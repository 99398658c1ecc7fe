use axum::{
    body::{Body, Bytes},
    extract::{Path, RawQuery, State},
    http::{HeaderMap, HeaderValue, Method, StatusCode, header},
    response::Response,
};
use chrono::Utc;
use tower_cookies::Cookies;
use uuid::Uuid;

use crate::{
    config::Config,
    crypto::signer::{self, Signer},
    error::{AppError, Result},
    middleware_layer::auth::VendorSession,
    services::vendor,
    state::AppState,
};

/// Header naming the vehicle a call is about.
pub const VIN_HEADER: &str = "x-vin-code";
/// Header naming the vendor user (player) a call is made for.
pub const PLAYER_HEADER: &str = "x-player-identifier";

/// First segment of a normalized path, or `None` when the path tries to
/// walk upwards.
fn first_segment(normalized: &str) -> Option<&str> {
    let mut segments = normalized.trim_start_matches('/').split('/');
    let first = segments.next().filter(|s| !s.is_empty())?;
    if first == "." || first == ".." || segments.any(|s| s == "." || s == "..") {
        return None;
    }
    Some(first)
}

/// Whether `path` falls under one of `prefixes`.
///
/// Matching is by whole first segment: `ccarusermgnt/...` matches the
/// `ccarusermgnt` prefix but `ccarusermgnt-evil/...` does not.
pub fn is_allowed(path: &str, prefixes: &[String]) -> bool {
    let normalized = signer::normalize_path(path);
    match first_segment(&normalized) {
        Some(first) => prefixes.iter().any(|p| p == first),
        None => false,
    }
}

/// Splits the caller's query into the region selector and the query to
/// forward (everything except `region`).
fn split_query(query: Option<&str>) -> (Option<String>, Option<String>) {
    let Some(query) = query.filter(|q| !q.is_empty()) else {
        return (None, None);
    };

    let mut region = None;
    let mut forwarded = Vec::new();
    for pair in query.split('&').filter(|p| !p.is_empty()) {
        match pair.split_once('=') {
            Some(("region", value)) => region = Some(value.to_string()),
            None if pair == "region" => {}
            _ => forwarded.push(pair),
        }
    }

    let forwarded = (!forwarded.is_empty()).then(|| forwarded.join("&"));
    (region, forwarded)
}

fn header_str(headers: &HeaderMap, name: &str) -> Option<String> {
    headers
        .get(name)
        .and_then(|v| v.to_str().ok())
        .map(str::trim)
        .filter(|v| !v.is_empty())
        .map(str::to_string)
}

fn signer_for(config: &Config) -> Result<Signer<'_>> {
    let primary = config.signing_secret.as_deref().ok_or_else(|| {
        AppError::Misconfigured("VF_SIGNING_SECRET is not set".to_string())
    })?;
    let secondary = config.secondary_secret.as_deref().ok_or_else(|| {
        AppError::Misconfigured("VF_SECONDARY_SECRET is not set".to_string())
    })?;

    Ok(Signer {
        primary_secret: primary.as_str(),
        secondary_secret: secondary.as_str(),
        platform: &config.platform,
    })
}

fn insert_header(headers: &mut HeaderMap, name: &'static str, value: &str) -> Result<()> {
    let value = HeaderValue::from_str(value)
        .map_err(|_| AppError::Validation(format!("Invalid value for {}", name)))?;
    headers.insert(name, value);
    Ok(())
}

/// Relays an allow-listed call to the vendor API.
///
/// The vendor's status and body come back unchanged; only the content type
/// header is carried over.
pub async fn proxy(
    State(state): State<AppState>,
    cookies: Cookies,
    Path(path): Path<String>,
    RawQuery(query): RawQuery,
    method: Method,
    incoming: HeaderMap,
    body: Bytes,
) -> Result<Response> {
    let request_id = Uuid::new_v4();
    let config = state.config.clone();

    if !is_allowed(&path, &config.allowed_prefixes) {
        return Err(AppError::PathNotAllowed(path));
    }

    let session = VendorSession::from_cookies(&cookies)
        .ok_or_else(|| AppError::Authentication("No access_token cookie".to_string()))?;

    let normalized = signer::normalize_path(&path);
    let (region_param, forwarded_query) = split_query(query.as_deref());
    let (region_code, region) = config
        .region(region_param.as_deref().or(session.region.as_deref()))
        .ok_or_else(|| AppError::Misconfigured("No vendor region configured".to_string()))?;

    let vin = header_str(&incoming, VIN_HEADER).or_else(|| session.vin.clone());
    let player = header_str(&incoming, PLAYER_HEADER).or_else(|| session.user_id.clone());

    let mut headers = vendor::vendor_headers(&session.access_token)?;
    if let Some(vin) = &vin {
        insert_header(&mut headers, VIN_HEADER, vin)?;
    }
    if let Some(player) = &player {
        insert_header(&mut headers, PLAYER_HEADER, player)?;
    }

    let signed = first_segment(&normalized)
        .map(|first| config.signed_prefixes.iter().any(|p| p == first))
        .unwrap_or(false);

    if signed {
        let signer = signer_for(&config)?;
        let signature = signer.sign(
            method.as_str(),
            &normalized,
            vin.as_deref(),
            player.as_deref().unwrap_or_default(),
            Utc::now().timestamp_millis(),
        );
        insert_header(&mut headers, signer::PRIMARY_HEADER, &signature.primary)?;
        insert_header(&mut headers, signer::SECONDARY_HEADER, &signature.secondary)?;
        insert_header(
            &mut headers,
            signer::TIMESTAMP_HEADER,
            &signature.timestamp_ms.to_string(),
        )?;
    }

    let mut url = format!("{}{}", region.api_base, normalized);
    if let Some(q) = &forwarded_query {
        url.push('?');
        url.push_str(q);
    }

    tracing::debug!(
        %request_id,
        %method,
        path = %normalized,
        region = region_code,
        signed,
        "➡️  Proxying vendor call"
    );

    let mut outbound = state.http.request(method.clone(), &url).headers(headers);
    if method != Method::GET && method != Method::HEAD {
        outbound = outbound.body(body);
    }

    let upstream = {
        let _permit = state.upstream_limiter.acquire().await?;
        outbound
            .send()
            .await
            .map_err(|e| AppError::Upstream(format!("[{}] {}", request_id, e)))?
    };

    let status = upstream.status();
    let content_type = upstream
        .headers()
        .get(header::CONTENT_TYPE)
        .cloned()
        .unwrap_or_else(|| HeaderValue::from_static("application/json"));
    let bytes = upstream
        .bytes()
        .await
        .map_err(|e| AppError::Upstream(format!("[{}] {}", request_id, e)))?;

    tracing::info!(%request_id, %method, path = %normalized, status = status.as_u16(), "⬅️  Vendor responded");

    Response::builder()
        .status(StatusCode::from_u16(status.as_u16()).unwrap_or(StatusCode::BAD_GATEWAY))
        .header(header::CONTENT_TYPE, content_type)
        .body(Body::from(bytes))
        .map_err(|e| AppError::Internal(format!("Response build failed: {}", e)))
}

#[cfg(test)]
mod tests {
    use super::*;
    use crate::config::ALLOWED_PREFIXES;

    fn prefixes() -> Vec<String> {
        ALLOWED_PREFIXES.iter().map(|p| p.to_string()).collect()
    }

    #[test]
    fn allows_listed_prefixes() {
        let p = prefixes();
        assert!(is_allowed("ccarusermgnt/api/v1/user-vehicle", &p));
        assert!(is_allowed("/ccaraccessmgmt/api/v1/telemetry/app/ping?x=1", &p));
        assert!(is_allowed("//ccarcharging//api/", &p));
    }

    #[test]
    fn rejects_lookalikes_and_traversal() {
        let p = prefixes();
        for bad in [
            "ccarusermgnt-evil/api",
            "ccarusermgntx",
            "evil/ccarusermgnt/api",
            "",
            "/",
            "ccarusermgnt/../admin",
            "../ccarusermgnt/api",
            "CCARUSERMGNT/api",
        ] {
            assert!(!is_allowed(bad, &p), "{:?} should be rejected", bad);
        }
    }

    #[test]
    fn region_is_stripped_from_forwarded_query() {
        assert_eq!(
            split_query(Some("region=us&page=2&size=100")),
            (Some("us".to_string()), Some("page=2&size=100".to_string()))
        );
        assert_eq!(split_query(Some("region=vn")), (Some("vn".to_string()), None));
        assert_eq!(split_query(None), (None, None));
        assert_eq!(split_query(Some("a=1")), (None, Some("a=1".to_string())));
    }
}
····················
Problem details:
Output the lines above exactly, but only those between the line holding "the query to" and the line holding "None if pair", inclusive.

Task output:
/// Splits the caller's query into the region selector and the query to
/// forward (everything except `region`).
fn split_query(query: Option<&str>) -> (Option<String>, Option<String>) {
    let Some(query) = query.filter(|q| !q.is_empty()) else {
        return (None, None);
    };

    let mut region = None;
    let mut forwarded = Vec::new();
    for pair in query.split('&').filter(|p| !p.is_empty()) {
        match pair.split_once('=') {
            Some(("region", value)) => region = Some(value.to_string()),
            None if pair == "region" => {}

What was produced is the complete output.